MHOSTMHOST

Connecting to a Windows server via RDP

RDP (Remote Desktop Protocol) is the standard way to work with a Windows server: a full graphical desktop instead of a command line, shared clipboard, and local drive/printer redirection. This article covers finding the server's IP address and administrator password, connecting over RDP from Windows, macOS, and Linux, what happens on first login, and what you need to know about the RDP port (3389).

What you'll need

  • An mHost Windows server on one of the Windows Server templates — 2019, 2022, or 2025 — already ordered and activated.
  • Access to the VMmanager 6 panel — if you haven't logged in yet, see "How to log in to VMmanager 6".
  • The server's IP address and the Administrator account password — see Step 1 for how to get them.
  • An RDP client on your own computer: on Windows it's already built in; on macOS and Linux you'll need a separate app (Step 2).
Tip: this is a dedicated, in-depth article about RDP specifically. For a general overview of the first connection to any mHost server — including the graphical VNC console and SSH for Linux servers — see "VNC console and first connection (SSH/RDP)".

Step 1. Get the server's IP address and administrator password

Every Windows server has its own IP address and its own Administrator account password.
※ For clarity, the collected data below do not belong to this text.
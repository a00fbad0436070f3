//! Format-string scanner.
//!
//! Recognises the printf subset `%[width][.precision]<conversion>` where the
//! conversion is one of `i d f s u x X o`. Width and precision are only
//! digits and `.`; flags such as `-` or `+` are not part of the subset and
//! end the specifier as `Invalid`.
//!
//! ```text
//! %1.5f   %05d   %s   %60.60s   %%
//! ```
//!
//! Offsets are character offsets into the format string itself, not into
//! the surrounding source file.

use serde::Serialize;

/// The value kind a conversion letter expects.
#[derive(Clone, Copy, Debug, PartialEq, Eq, Hash, Serialize)]
pub enum PlaceholderKind {
    Int,
    String,
    Double,
    /// A `%` followed by a character that is neither a modifier nor a
    /// recognised conversion letter.
    Invalid,
}

impl PlaceholderKind {
    /// Map a conversion letter to its kind. Returns `None` for anything
    /// outside `i d f s u x X o`.
    pub const fn from_conversion(ch: char) -> Option<Self> {
        match ch {
            'i' | 'd' | 'u' | 'x' | 'X' | 'o' => Some(Self::Int),
            'f' => Some(Self::Double),
            's' => Some(Self::String),
            _ => None,
        }
    }
}

/// One placeholder occurrence.
///
/// `start` is the offset of the `%`, `end` the offset of the character that
/// closed the specifier (inclusive).
#[derive(Clone, Copy, Debug, PartialEq, Eq, Serialize)]
pub struct FormatPlaceholder {
    pub start: u32,
    pub end: u32,
    pub kind: PlaceholderKind,
}

impl FormatPlaceholder {
    /// Number of characters covered, `%` and closing character included.
    pub const fn char_len(&self) -> u32 {
        self.end - self.start + 1
    }
}

/// Scanner states.
///
/// The conversion letter is handled directly in the `Percent`/`Modifier`
/// transitions, so there is no separate terminal state.
#[derive(Clone, Copy, Debug, PartialEq, Eq)]
pub enum ScannerState {
    Text,
    /// Just saw `%`: `[%]1.5f`
    Percent,
    /// Inside width/precision: `%[1.5]f`
    Modifier,
}

/// Incremental scanner, fed one character at a time.
#[derive(Debug)]
pub struct FormatScanner {
    state: ScannerState,
    start: u32,
    placeholders: Vec<FormatPlaceholder>,
}

impl Default for FormatScanner {
    fn default() -> Self {
        Self::new()
    }
}

impl FormatScanner {
    pub fn new() -> Self {
        Self {
            state: ScannerState::Text,
            start: 0,
            placeholders: Vec::new(),
        }
    }

    pub fn state(&self) -> ScannerState {
        self.state
    }

    /// Advance over the character at `offset`.
    pub fn step(&mut self, offset: u32, ch: char) {
        let in_specifier = matches!(self.state, ScannerState::Percent | ScannerState::Modifier);

        match ch {
            '%' => {
                if self.state == ScannerState::Percent {
                    // `%%` is an escaped percent sign
                    self.state = ScannerState::Text;
                } else {
                    self.start = offset;
                    self.state = ScannerState::Percent;
                }
            }
            '0'..='9' | '.' => {
                if in_specifier {
                    self.state = ScannerState::Modifier;
                }
            }
            _ => {
                if in_specifier {
                    let kind = PlaceholderKind::from_conversion(ch).unwrap_or(PlaceholderKind::Invalid);
                    self.placeholders.push(FormatPlaceholder {
                        start: self.start,
                        end: offset,
                        kind,
                    });
                }
                self.state = ScannerState::Text;
            }
        }
    }

    /// Finish scanning. A trailing unterminated `%` produces nothing.
    pub fn finish(self) -> Vec<FormatPlaceholder> {
        self.placeholders
    }
}

/// Scan `text` into its placeholders, left to right.
pub fn scan(text: &str) -> Vec<FormatPlaceholder> {
    if memchr::memchr(b'%', text.as_bytes()).is_none() {
        return Vec::new();
    }

    let mut scanner = FormatScanner::new();
    for (offset, ch) in text.chars().enumerate() {
        scanner.step(offset as u32, ch);
    }
    scanner.finish()
}

#[cfg(test)]
mod tests {
    use super::*;

    fn kinds(text: &str) -> Vec<PlaceholderKind> {
        scan(text).into_iter().map(|p| p.kind).collect()
    }

    #[test]
    fn plain_text_has_no_placeholders() {
        assert!(scan("nothing to see here").is_empty());
        assert!(scan("").is_empty());
    }

    #[test]
    fn conversion_letters_map_to_kinds() {
        use PlaceholderKind::*;
        assert_eq!(
            kinds("%i %d %f %s %u %x %X %o"),
            vec![Int, Int, Double, String, Int, Int, Int, Int]
        );
    }

    #[test]
    fn placeholder_spans_percent_through_letter() {
        let found = scan("got %d items, %s");
        assert_eq!(
            found,
            vec![
                FormatPlaceholder { start: 4, end: 5, kind: PlaceholderKind::Int },
                FormatPlaceholder { start: 14, end: 15, kind: PlaceholderKind::String },
            ]
        );
        assert_eq!(found[0].char_len(), 2);
    }

    #[test]
    fn width_and_precision_are_part_of_the_span() {
        let found = scan("%1.5f|%05d|%60.60s");
        assert_eq!(found.len(), 3);
        assert_eq!((found[0].start, found[0].end, found[0].kind), (0, 4, PlaceholderKind::Double));
        assert_eq!((found[1].start, found[1].end), (6, 9));
        assert_eq!((found[2].start, found[2].end, found[2].kind), (11, 17, PlaceholderKind::String));
    }

    #[test]
    fn escaped_percent_is_not_a_placeholder() {
        assert!(scan("100%% done").is_empty());
        assert_eq!(kinds("%%%d"), vec![PlaceholderKind::Int]);
    }

    #[test]
    fn lone_percent_closes_as_invalid_on_next_character() {
        let found = scan("100% done");
        assert_eq!(
            found,
            vec![FormatPlaceholder { start: 3, end: 4, kind: PlaceholderKind::Invalid }]
        );
    }

    #[test]
    fn unknown_letter_after_modifier_is_invalid() {
        let found = scan("%5z");
        assert_eq!(
            found,
            vec![FormatPlaceholder { start: 0, end: 2, kind: PlaceholderKind::Invalid }]
        );
    }

    #[test]
    fn trailing_percent_emits_nothing() {
        assert!(scan("50%").is_empty());
        assert_eq!(kinds("%d and 5%"), vec![PlaceholderKind::Int]);
    }

    #[test]
    fn percent_inside_modifier_restarts_the_specifier() {
        // "%5" is abandoned when the next '%' starts a new specifier
        let found = scan("%5%d");
        assert_eq!(
            found,
            vec![FormatPlaceholder { start: 2, end: 3, kind: PlaceholderKind::Int }]
        );
    }

    #[test]
    fn offsets_count_characters_not_bytes() {
        let found = scan("é%s");
        assert_eq!(found[0].start, 1);
        assert_eq!(found[0].end, 2);
    }

    #[test]
    fn letters_outside_specifiers_are_inert() {
        assert!(scan("dfsuxXo").is_empty());
    }

    #[test]
    fn placeholders_are_ordered_and_disjoint() {
        let found = scan("%d%s%%%5.2f %q %x");
        for pair in found.windows(2) {
            assert!(pair[0].end < pair[1].start, "{pair:?}");
        }
        assert_eq!(found.len(), 5);
    }

    #[test]
    fn scanner_state_transitions() {
        let mut scanner = FormatScanner::new();
        assert_eq!(scanner.state(), ScannerState::Text);
        scanner.step(0, '%');
        assert_eq!(scanner.state(), ScannerState::Percent);
        scanner.step(1, '1');
        assert_eq!(scanner.state(), ScannerState::Modifier);
        scanner.step(2, '.');
        assert_eq!(scanner.state(), ScannerState::Modifier);
        scanner.step(3, 'f');
        assert_eq!(scanner.state(), ScannerState::Text);
        assert_eq!(scanner.finish().len(), 1);
    }
}
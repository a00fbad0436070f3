//! Hash-map backed `SymbolIndex`.

use rustc_hash::FxHashMap;
use serde::{Deserialize, Serialize};
use tracing::debug;

use crate::decls::{ClassDecl, ConstantDecl, FunctionDecl};
use crate::symbol_index::{IndexAvailability, SymbolIndex, normalize_fqn};

/// Serialized form of an index, as shipped in a project snapshot.
#[derive(Clone, Debug, Serialize, Deserialize)]
pub struct IndexSnapshot {
    #[serde(default = "default_ready")]
    pub ready: bool,
    #[serde(default)]
    pub classes: Vec<ClassDecl>,
    #[serde(default)]
    pub functions: Vec<FunctionDecl>,
    #[serde(default)]
    pub constants: Vec<ConstantDecl>,
}

fn default_ready() -> bool {
    true
}

impl Default for IndexSnapshot {
    fn default() -> Self {
        Self {
            ready: true,
            classes: Vec::new(),
            functions: Vec::new(),
            constants: Vec::new(),
        }
    }
}

/// In-memory symbol index.
///
/// Class and function FQNs are matched case-insensitively, constants
/// case-sensitively. Registering the same FQN twice keeps both records in
/// insertion order.
#[derive(Debug, Default)]
pub struct InMemoryIndex {
    availability: IndexAvailability,
    classes: FxHashMap<String, Vec<ClassDecl>>,
    functions: FxHashMap<String, Vec<FunctionDecl>>,
    constants: Vec<ConstantDecl>,
    constants_by_fqn: FxHashMap<String, Vec<usize>>,
    constants_by_name: FxHashMap<String, Vec<usize>>,
}

fn class_key(fqn: &str) -> String {
    normalize_fqn(fqn).to_ascii_lowercase()
}

impl InMemoryIndex {
    pub fn new() -> Self {
        Self::default()
    }

    pub fn from_snapshot(snapshot: IndexSnapshot) -> Self {
        let mut index = Self::new();
        for class in snapshot.classes {
            index.add_class(class);
        }
        for function in snapshot.functions {
            index.add_function(function);
        }
        for constant in snapshot.constants {
            index.add_constant(constant);
        }
        if !snapshot.ready {
            index.set_availability(IndexAvailability::NotReady);
        }
        debug!(
            classes = index.class_count(),
            functions = index.functions.len(),
            constants = index.constants.len(),
            "loaded symbol index"
        );
        index
    }

    pub fn set_availability(&mut self, availability: IndexAvailability) {
        self.availability = availability;
    }

    pub fn add_class(&mut self, class: ClassDecl) {
        let entry = self.classes.entry(class_key(&class.fqn)).or_default();
        if !entry.is_empty() {
            debug!(fqn = %class.fqn, "duplicate class declaration");
        }
        entry.push(class);
    }

    pub fn add_function(&mut self, function: FunctionDecl) {
        self.functions
            .entry(class_key(&function.fqn))
            .or_default()
            .push(function);
    }

    pub fn add_constant(&mut self, constant: ConstantDecl) {
        let slot = self.constants.len();
        self.constants_by_fqn
            .entry(normalize_fqn(&constant.fqn))
            .or_default()
            .push(slot);
        self.constants_by_name
            .entry(constant.name.clone())
            .or_default()
            .push(slot);
        self.constants.push(constant);
    }

    pub fn class_count(&self) -> usize {
        self.classes.values().map(Vec::len).sum()
    }

    fn constants_at(&self, slots: Option<&Vec<usize>>) -> Vec<&ConstantDecl> {
        slots
            .map(|slots| slots.iter().filter_map(|&i| self.constants.get(i)).collect())
            .unwrap_or_default()
    }
}

impl SymbolIndex for InMemoryIndex {
    fn availability(&self) -> IndexAvailability {
        self.availability
    }

    fn classes_by_fqn(&self, fqn: &str) -> Vec<&ClassDecl> {
        self.classes
            .get(&class_key(fqn))
            .map(|found| found.iter().collect())
            .unwrap_or_default()
    }

    fn functions_by_fqn(&self, fqn: &str) -> Vec<&FunctionDecl> {
        self.functions
            .get(&class_key(fqn))
            .map(|found| found.iter().collect())
            .unwrap_or_default()
    }

    fn constants_by_fqn(&self, fqn: &str) -> Vec<&ConstantDecl> {
        self.constants_at(self.constants_by_fqn.get(&normalize_fqn(fqn)))
    }

    fn constants_by_name(&self, name: &str) -> Vec<&ConstantDecl> {
        self.constants_at(self.constants_by_name.get(name))
    }
}
//! Line/column positions for reporting.
//!
//! Diagnostics carry byte offsets; reporters convert them to 1-based
//! `line:column` for humans through a `LineMap`.

use serde::{Deserialize, Serialize};

/// A position in a source file (0-indexed line and column).
#[derive(Debug, Clone, Copy, PartialEq, Eq, Serialize, Deserialize)]
pub struct Position {
    /// 0-indexed line number
    pub line: u32,
    /// 0-indexed column in characters
    pub character: u32,
}

impl Position {
    pub const fn new(line: u32, character: u32) -> Self {
        Position { line, character }
    }
}

/// Line map for offset -> position conversion.
/// Stores the starting byte offset of each line.
#[derive(Debug, Clone)]
pub struct LineMap {
    /// Starting offset of each line (line_starts[0] is always 0)
    line_starts: Vec<u32>,
}

impl LineMap {
    /// Build a line map from source text.
    pub fn build(source: &str) -> Self {
        let mut line_starts = vec![0u32];

        for (i, ch) in source.char_indices() {
            if ch == '\n' {
                line_starts.push((i + 1) as u32);
            } else if ch == '\r' {
                // \r\n creates its line start at the \n
                let next_idx = i + 1;
                if source.as_bytes().get(next_idx) != Some(&b'\n') {
                    line_starts.push(next_idx as u32);
                }
            }
        }

        LineMap { line_starts }
    }

    /// Convert a byte offset to a Position (line, character).
    pub fn offset_to_position(&self, offset: u32, source: &str) -> Position {
        let line = match self.line_starts.binary_search(&offset) {
            Ok(exact) => exact,
            Err(insert_point) => insert_point.saturating_sub(1),
        };

        let line_start = self.line_starts.get(line).copied().unwrap_or(0);
        let clamped_end = (offset as usize).min(source.len());
        let start = (line_start as usize).min(clamped_end);
        let slice = source.get(start..clamped_end).unwrap_or("");

        Position {
            line: line as u32,
            character: slice.chars().count() as u32,
        }
    }

    /// Get the number of lines.
    pub fn line_count(&self) -> usize {
        self.line_starts.len()
    }

    /// Get the starting offset of a line.
    pub fn line_start(&self, line: usize) -> Option<u32> {
        self.line_starts.get(line).copied()
    }
}
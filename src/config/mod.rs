//! Configuration for building providers from a file.
//!
//! This module provides:
//! - `ProvidersConfig`: A list of inputs loaded from YAML or JSON
//! - `InputConfig`: One input file with an optional explicit mode

mod providers;

pub use providers::{InputConfig, ProvidersConfig};
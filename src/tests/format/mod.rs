//! Format module tests.


#[cfg(feature = "csv")]
mod csv_tests;
#[cfg(feature = "plaintext")]
mod plaintext_tests;

use std::io::Cursor;

use crate::format::{Format, FormatError, RawRecord};

/// Decode `input` fully, collecting every record.
fn decode_all(format: &dyn Format, input: &[u8]) -> Result<Vec<RawRecord>, FormatError> {
    let mut records = Vec::new();
    format.decode(&mut Cursor::new(input), &mut |raw| {
        records.push(raw);
        true
    })?;
    Ok(records)
}

/// Decode `input`, asking the decoder to stop after `limit` records.
fn decode_until(
    format: &dyn Format,
    input: &[u8],
    limit: usize,
) -> Result<Vec<RawRecord>, FormatError> {
    let mut records = Vec::new();
    format.decode(&mut Cursor::new(input), &mut |raw| {
        records.push(raw);
        records.len() < limit
    })?;
    Ok(records)
}
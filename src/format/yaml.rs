//! Multi-document YAML decoder.

use std::io::BufRead;

use serde::Deserialize;

use super::{Format, FormatError, FormatKind, RawRecord};

/// YAML decoder using serde_yaml.
///
/// Each document of a `---` separated stream is one record. Empty or null
/// documents are not records, so an empty or comment-only file and a trailing
/// `---` yield nothing. Positions stay 1-based document indices. Note that
/// serde_yaml buffers the whole reader before handing out the first
/// document, so this decoder streams records but not bytes.
#[derive(Debug, Clone, Copy, Default)]
pub struct YamlFormat;

impl Format for YamlFormat {
    fn kind(&self) -> FormatKind {
        FormatKind::Yaml
    }

    fn decode(
        &self,
        reader: &mut dyn BufRead,
        emit: &mut dyn FnMut(RawRecord) -> bool,
    ) -> Result<(), FormatError> {
        for (idx, document) in serde_yaml::Deserializer::from_reader(reader).enumerate() {
            let position = idx as u64 + 1;
            let value = serde_json::Value::deserialize(document).map_err(|e| {
                FormatError::Malformed {
                    position,
                    message: e.to_string(),
                }
            })?;
            if value.is_null() {
                continue;
            }

            if !emit(RawRecord::new(FormatKind::Yaml, position, value)) {
                break;
            }
        }
        Ok(())
    }
}
//! Format abstraction for streaming record decoders.
//!
//! This module provides:
//! - `FormatKind`: Closed set of supported input modes
//! - `Format`: The decoder contract every input mode implements
//! - `RawRecord`: One decoded, format-specific unit of input
//! - `FormatError`: Errors that can occur while resolving or decoding
//! - `FormatRegistry`: Registry selecting which modes a provider may use

use std::fs::File;
use std::io::{BufRead, BufReader};
use std::path::Path;

use thiserror::Error;

#[cfg(feature = "csv")]
mod csv_format;
#[cfg(feature = "json")]
mod jsonl;
#[cfg(feature = "plaintext")]
mod plaintext;
#[cfg(feature = "yaml")]
mod yaml;

#[cfg(feature = "csv")]
pub use csv_format::CsvFormat;
#[cfg(feature = "json")]
pub use jsonl::JsonlFormat;
#[cfg(feature = "plaintext")]
pub use plaintext::PlaintextFormat;
#[cfg(feature = "yaml")]
pub use yaml::YamlFormat;

/// Represents the supported input modes.
#[derive(Debug, Clone, Copy, PartialEq, Eq, Hash)]
pub enum FormatKind {
    /// Newline-delimited JSON, one value per line
    Jsonl,
    /// Multi-document YAML stream
    Yaml,
    /// CSV with a header row
    Csv,
    /// One plain text item per line
    Plaintext,
}

/// Symbolic names accepted for each kind. Lookups are case-insensitive.
const FORMAT_NAMES: &[(&str, FormatKind)] = &[
    ("jsonl", FormatKind::Jsonl),
    ("ndjson", FormatKind::Jsonl),
    ("json-lines", FormatKind::Jsonl),
    ("yaml", FormatKind::Yaml),
    ("yml", FormatKind::Yaml),
    ("csv", FormatKind::Csv),
    ("plaintext", FormatKind::Plaintext),
    ("text", FormatKind::Plaintext),
    ("txt", FormatKind::Plaintext),
    ("list", FormatKind::Plaintext),
];

impl std::fmt::Display for FormatKind {
    fn fmt(&self, f: &mut std::fmt::Formatter<'_>) -> std::fmt::Result {
        match self {
            FormatKind::Jsonl => write!(f, "jsonl"),
            FormatKind::Yaml => write!(f, "yaml"),
            FormatKind::Csv => write!(f, "csv"),
            FormatKind::Plaintext => write!(f, "plaintext"),
        }
    }
}

impl FormatKind {
    /// All kinds known to this crate, regardless of enabled features.
    pub const ALL: [FormatKind; 4] = [
        FormatKind::Jsonl,
        FormatKind::Yaml,
        FormatKind::Csv,
        FormatKind::Plaintext,
    ];

    /// Parse a format kind from a symbolic mode name.
    #[allow(clippy::should_implement_trait)]
    pub fn from_str(s: &str) -> Option<Self> {
        FORMAT_NAMES
            .iter()
            .find(|(name, _)| name.eq_ignore_ascii_case(s.trim()))
            .map(|(_, kind)| *kind)
    }

    /// Get file extensions for this format.
    pub fn extensions(&self) -> &'static [&'static str] {
        match self {
            FormatKind::Jsonl => &["jsonl", "ndjson"],
            FormatKind::Yaml => &["yaml", "yml"],
            FormatKind::Csv => &["csv"],
            FormatKind::Plaintext => &["txt", "list"],
        }
    }

    /// Check if this format is available (feature enabled).
    pub fn is_available(&self) -> bool {
        match self {
            FormatKind::Jsonl => cfg!(feature = "json"),
            FormatKind::Yaml => cfg!(feature = "yaml"),
            FormatKind::Csv => cfg!(feature = "csv"),
            FormatKind::Plaintext => cfg!(feature = "plaintext"),
        }
    }

    /// Construct the decoder for this kind.
    pub fn decoder(&self) -> Result<Box<dyn Format>, FormatError> {
        match self {
            #[cfg(feature = "json")]
            FormatKind::Jsonl => Ok(Box::new(JsonlFormat)),

            #[cfg(feature = "yaml")]
            FormatKind::Yaml => Ok(Box::new(YamlFormat)),

            #[cfg(feature = "csv")]
            FormatKind::Csv => Ok(Box::new(CsvFormat)),

            #[cfg(feature = "plaintext")]
            FormatKind::Plaintext => Ok(Box::new(PlaintextFormat)),

            #[allow(unreachable_patterns)]
            _ => Err(FormatError::NotEnabled(*self)),
        }
    }
}

/// One decoded unit of input.
///
/// The payload is kept as a dynamic JSON value; no schema is imposed.
#[derive(Debug, Clone, PartialEq)]
pub struct RawRecord {
    /// Format that produced this record
    pub format: FormatKind,
    /// 1-based position in the source (line, row or document index)
    pub position: u64,
    /// Decoded payload
    pub value: serde_json::Value,
}

impl RawRecord {
    /// Create a new raw record.
    pub fn new(format: FormatKind, position: u64, value: serde_json::Value) -> Self {
        Self {
            format,
            position,
            value,
        }
    }
}

/// Errors that can occur during format operations.
#[derive(Debug, Error)]
pub enum FormatError {
    /// The requested mode name is unknown or not registered
    #[error("unsupported input format: {0}")]
    UnsupportedFormat(String),

    /// Format feature not enabled
    #[error("Format '{0}' is not enabled. Enable the corresponding feature.")]
    NotEnabled(FormatKind),

    /// I/O error while reading the input
    #[error("I/O error: {0}")]
    Io(#[from] std::io::Error),

    /// A unit of input could not be decoded
    #[error("malformed record at position {position}: {message}")]
    Malformed { position: u64, message: String },
}

/// Contract implemented by every record decoder.
///
/// `emit` is invoked once per decoded record. Returning `false` from it stops
/// the decoder, which then returns `Ok(())` without reading further.
pub trait Format: Send + Sync + std::fmt::Debug {
    /// The kind this decoder handles.
    fn kind(&self) -> FormatKind;

    /// Stream records from an already opened reader.
    fn decode(
        &self,
        reader: &mut dyn BufRead,
        emit: &mut dyn FnMut(RawRecord) -> bool,
    ) -> Result<(), FormatError>;

    /// Open `path` read-only and stream its records.
    ///
    /// Every call opens its own handle, so repeated calls are independent.
    fn parse(
        &self,
        path: &Path,
        emit: &mut dyn FnMut(RawRecord) -> bool,
    ) -> Result<(), FormatError> {
        let file = File::open(path)?;
        let mut reader = BufReader::new(file);
        self.decode(&mut reader, emit)
    }
}

/// Registry of the input modes a provider may be constructed with.
#[derive(Debug, Clone, Default)]
pub struct FormatRegistry {
    formats: Vec<FormatKind>,
}

impl FormatRegistry {
    /// Create a new empty registry.
    pub fn new() -> Self {
        Self {
            formats: Vec::new(),
        }
    }

    /// Register a format.
    pub fn register(&mut self, kind: FormatKind) {
        if !self.formats.contains(&kind) {
            self.formats.push(kind);
        }
    }

    /// Register a format (builder pattern).
    pub fn with_format(mut self, kind: FormatKind) -> Self {
        self.register(kind);
        self
    }

    /// Check if a format is registered.
    pub fn has_format(&self, kind: &FormatKind) -> bool {
        self.formats.contains(kind)
    }

    /// Get all registered format kinds.
    pub fn formats(&self) -> &[FormatKind] {
        &self.formats
    }

    /// Map a mode name to a registered, available kind.
    pub fn kind_for_mode(&self, mode: &str) -> Result<FormatKind, FormatError> {
        match FormatKind::from_str(mode) {
            Some(kind) if self.has_format(&kind) && kind.is_available() => Ok(kind),
            _ => Err(FormatError::UnsupportedFormat(mode.to_string())),
        }
    }

    /// Resolve a mode name into a decoder.
    ///
    /// Unknown or unregistered names are rejected here, never at scan time.
    pub fn resolve(&self, mode: &str) -> Result<Box<dyn Format>, FormatError> {
        self.kind_for_mode(mode)?.decoder()
    }

    /// Get format kind for a file extension.
    pub fn kind_for_extension(&self, ext: &str) -> Option<FormatKind> {
        self.formats.iter().copied().find(|kind| {
            kind.extensions()
                .iter()
                .any(|e| e.eq_ignore_ascii_case(ext))
        })
    }

    /// Get format kind from a path's extension.
    pub fn kind_for_path(&self, path: &Path) -> Option<FormatKind> {
        let ext = path.extension()?.to_str()?;
        self.kind_for_extension(ext)
    }
}

/// Create a default registry with all enabled formats.
pub fn default_registry() -> FormatRegistry {
    let mut registry = FormatRegistry::new();

    #[cfg(feature = "json")]
    registry.register(FormatKind::Jsonl);

    #[cfg(feature = "yaml")]
    registry.register(FormatKind::Yaml);

    #[cfg(feature = "csv")]
    registry.register(FormatKind::Csv);

    #[cfg(feature = "plaintext")]
    registry.register(FormatKind::Plaintext);

    registry
}
use serde_json::json;

use super::{decode_all, decode_until};
use crate::format::{CsvFormat, FormatError, FormatKind};

#[test]
fn csv_rows_become_objects_keyed_by_header() {
    let input = b"url,method\nhttps://a.example,GET\nhttps://b.example,POST\n";

    let records = decode_all(&CsvFormat, input).expect("valid csv");

    assert_eq!(records.len(), 2);
    assert_eq!(records[0].format, FormatKind::Csv);
    assert_eq!(records[0].position, 1);
    assert_eq!(
        records[0].value,
        json!({"url": "https://a.example", "method": "GET"})
    );
    assert_eq!(records[1].position, 2);
    assert_eq!(
        records[1].value,
        json!({"url": "https://b.example", "method": "POST"})
    );
}

#[test]
fn csv_header_only_yields_nothing() {
    let records = decode_all(&CsvFormat, b"url,method\n").expect("header only is valid");
    assert!(records.is_empty());
}

#[test]
fn csv_row_with_wrong_width_is_malformed() {
    let input = b"url,method\nhttps://a.example,GET\nhttps://b.example\n";

    let err = decode_all(&CsvFormat, input).expect_err("row 2 is short");

    match err {
        FormatError::Malformed { position, .. } => assert_eq!(position, 2),
        other => panic!("expected Malformed, got: {other:?}"),
    }
}

#[test]
fn csv_stops_when_emit_returns_false() {
    let input = b"url\na\nb\nc\n";

    let records = decode_until(&CsvFormat, input, 2).expect("stop is not an error");

    assert_eq!(records.len(), 2);
}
This is not the same as the username and password for the VMmanager 6 panel itself — those are sent only once, when your very first server is activated.

  1. Check your email — the server activation email usually lists its IP address and initial password.
  2. If you don't have the email or lost the details, open the VM's card in VMmanager 6: the IP address is on the "IP addresses" tab; to change the password, click the "⋮" (three dots) icon next to the server → "Change password" → enter a new password and save (this works on a running server — no reboot needed).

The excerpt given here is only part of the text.